4.3. Waveform Design Method

Equation (16) wields optimization over waveform parameters to find the width and frequency coding for each chip of the transmitted signal. The optimizations are non-linear and require a multi-dimensional parameter search. The simulated annealing algorithm is a global random search method based on the evolution of survival of the fittest, natural selection, and population genetic evolution in nature [27]. It is widely used in automatic control, pattern recognition, engineering design, and intelligent fault diagnosis to solve complex non-linear and multi-dimensional optimization problems. So, we use the simulated annealing algorithm to optimize the waveform parameters.

For the problem of waveform parameters optimization, we first randomly choose a set of waveform parameters conforming to the constraint conditions in (16) as the initial values, and then, we use the simulated annealing algorithm to obtain the waveform parameters $\mathit{t},{\mathit{f}}^c$ of the transmit waveform under a specific jamming strategy. The process of the simulated annealing algorithm is described in Algorithm 1. This demonstrates a heuristic random search process. As the temperature decreases, we obtain the waveform parameters.

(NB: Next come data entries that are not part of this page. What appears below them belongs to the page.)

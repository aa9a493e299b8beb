// Shared retry-with-backoff primitive. Used by the BSE outbound webhook
// forwarder (§4.1) and SOL's per-job database retry discipline (§4.3):
// both call for "N attempts (default 3), exponential backoff (base 5s,
// optional), final failure logged/alerted" — one shared helper, two
// call sites.

use std::time::Duration;

use tokio::time::sleep;

/// Backoff configuration.
#[derive(Debug, Clone, Copy)]
pub struct BackoffConfig {
    pub max_attempts: u32,
    pub base: Duration,
    pub exponential: bool,
}

impl Default for BackoffConfig {
    fn default() -> Self {
        Self {
            max_attempts: 3,
            base: Duration::from_secs(5),
            exponential: true,
        }
    }
}

impl BackoffConfig {
    /// Delay before the attempt numbered `attempt` (0-indexed: the delay
    /// taken *after* that attempt fails, before the next one).
    pub fn delay_for(&self, attempt: u32) -> Duration {
        if !self.exponential {
            return self.base;
        }
        self.base * 2u32.saturating_pow(attempt)
    }
}

/// Run `f` up to `config.max_attempts` times, sleeping between attempts
/// per `config.delay_for`. Returns the last error if every attempt fails.
pub async fn with_backoff<T, E, F, Fut>(config: BackoffConfig, mut f: F) -> Result<T, E>
where
    F: FnMut() -> Fut,
    Fut: std::future::Future<Output = Result<T, E>>,
{
    let mut attempt = 0;
    loop {
        match f().await {
            Ok(v) => return Ok(v),
            Err(e) => {
                attempt += 1;
                if attempt >= config.max_attempts {
                    return Err(e);
                }
                sleep(config.delay_for(attempt - 1)).await;
            }
        }
    }
}

#[cfg(test)]
mod tests {
    use super::*;
    use std::sync::atomic::{AtomicU32, Ordering};

    #[test]
    fn test_exponential_delay_doubles() {
        let cfg = BackoffConfig {
            max_attempts: 3,
            base: Duration::from_secs(5),
            exponential: true,
        };
        assert_eq!(cfg.delay_for(0), Duration::from_secs(5));
        assert_eq!(cfg.delay_for(1), Duration::from_secs(10));
        assert_eq!(cfg.delay_for(2), Duration::from_secs(20));
    }

    #[tokio::test]
    async fn test_with_backoff_retries_until_success() {
        let attempts = AtomicU32::new(0);
        let cfg = BackoffConfig {
            max_attempts: 5,
            base: Duration::from_millis(1),
            exponential: false,
        };
        let result: Result<(), &str> = with_backoff(cfg, || {
            let n = attempts.fetch_add(1, Ordering::SeqCst);
            async move {
                if n < 2 {
                    Err("not yet")
                } else {
                    Ok(())
                }
            }
        })
        .await;
        assert!(result.is_ok());
        assert_eq!(attempts.load(Ordering::SeqCst), 3);
    }

    #[tokio::test]
    async fn test_with_backoff_gives_up_after_max_attempts() {
        let attempts = AtomicU32::new(0);
        let cfg = BackoffConfig {
            max_attempts: 3,
            base: Duration::from_millis(1),
            exponential: false,
        };
        let result: Result<(), &str> = with_backoff(cfg, || {
            attempts.fetch_add(1, Ordering::SeqCst);
            async move { Err("always fails") }
        })
        .await;
        assert!(result.is_err());
        assert_eq!(attempts.load(Ordering::SeqCst), 3);
    }
}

Algorithm 1 Simulated Annealing

Input:  Initial temperature $T_{\max }$, termination temperature $T_{\min }$, annealing coefficient $\mu$,             $K_{\mathrm{marcov}}$, $T=T_{\max }$. Randomly generate the width and frequency coding of each chip             conforming to the constraints of (16), denoted as ${\mathit{t}}_{\mathrm{currest}},{\mathit{f}}_{\mathrm{currest}}^c$. Initialize the evaluation             value $l_{\mathrm{currest}}$.

Steps:

1: while $T>T_{\min }$ do

2:  for $i=1,\cdots ,K_{\mathrm{marcov}}$

3:     Two chips are randomly selected from ${\mathit{t}}_{\mathrm{currest}}$ and ${\mathit{f}}_{\mathrm{currest}}^c$, and the width and frequency of these two chips are modified to obtain the new ${\mathit{t}}_{\mathrm{new}},{\mathit{f}}_{\mathrm{new}}^c$ that satisfies the constraints of (16).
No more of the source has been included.